* _Supplied records_:
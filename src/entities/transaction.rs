// 💸 Transaction - parsed CNAB record and its persisted form
//
// TransactionRecord is the value the parser hands to the importer.
// Transaction is the row that lives in the database, linked to a store.

use super::transaction_type::TransactionType;
use chrono::NaiveDateTime;
use rust_decimal::Decimal;
use serde::{Deserialize, Serialize};

/// One validated CNAB line
///
/// `value` already carries the sign of its transaction type
/// (positive = income, negative = expense), scale 2.
#[derive(Debug, Clone, PartialEq, Eq, Serialize, Deserialize)]
#[serde(rename_all = "camelCase")]
pub struct TransactionRecord {
    #[serde(rename = "type")]
    pub transaction_type: TransactionType,
    pub occurred_at: NaiveDateTime,
    pub value: Decimal,
    pub cpf: String,
    pub card: String,
    pub store_owner: String,
    pub store_name: String,
}

impl TransactionRecord {
    /// Value in cents, the unit used for storage
    pub fn value_cents(&self) -> i64 {
        let mut value = self.value;
        value.rescale(2);
        value.mantissa() as i64
    }
}

/// Persisted transaction, immutable once written
#[derive(Debug, Clone, PartialEq, Eq, Serialize, Deserialize)]
#[serde(rename_all = "camelCase")]
pub struct Transaction {
    pub id: i64,
    #[serde(rename = "type")]
    pub transaction_type: TransactionType,
    pub occurred_at: NaiveDateTime,
    pub value: Decimal,
    pub cpf: String,
    pub card: String,
    pub store_id: i64,
}

/// Convert stored cents back into a two-decimal amount
pub fn decimal_from_cents(cents: i64) -> Decimal {
    Decimal::new(cents, 2)
}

* _Work required_: All of the entries should be written out again exactly.

* _Task response_:
filename src/entities/transaction.rs
// 💸 Transaction - parsed CNAB record and its persisted form
//
// TransactionRecord is the value the parser hands to the importer.
// Transaction is the row that lives in the database, linked to a store.

use super::transaction_type::TransactionType;
use chrono::NaiveDateTime;
use rust_decimal::Decimal;
use serde::{Deserialize, Serialize};

/// One validated CNAB line
///
/// `value` already carries the sign of its transaction type
/// (positive = income, negative = expense), scale 2.
#[derive(Debug, Clone, PartialEq, Eq, Serialize, Deserialize)]
#[serde(rename_all = "camelCase")]
pub struct TransactionRecord {
    #[serde(rename = "type")]
    pub transaction_type: TransactionType,
    pub occurred_at: NaiveDateTime,
    pub value: Decimal,
    pub cpf: String,
    pub card: String,
    pub store_owner: String,
    pub store_name: String,
}

impl TransactionRecord {
    /// Value in cents, the unit used for storage
    pub fn value_cents(&self) -> i64 {
        let mut value = self.value;
        value.rescale(2);
        value.mantissa() as i64
    }
}

/// Persisted transaction, immutable once written
#[derive(Debug, Clone, PartialEq, Eq, Serialize, Deserialize)]
#[serde(rename_all = "camelCase")]
pub struct Transaction {
    pub id: i64,
    #[serde(rename = "type")]
    pub transaction_type: TransactionType,
    pub occurred_at: NaiveDateTime,
    pub value: Decimal,
    pub cpf: String,
    pub card: String,
    pub store_id: i64,
}

/// Convert stored cents back into a two-decimal amount
pub fn decimal_from_cents(cents: i64) -> Decimal {
    Decimal::new(cents, 2)
}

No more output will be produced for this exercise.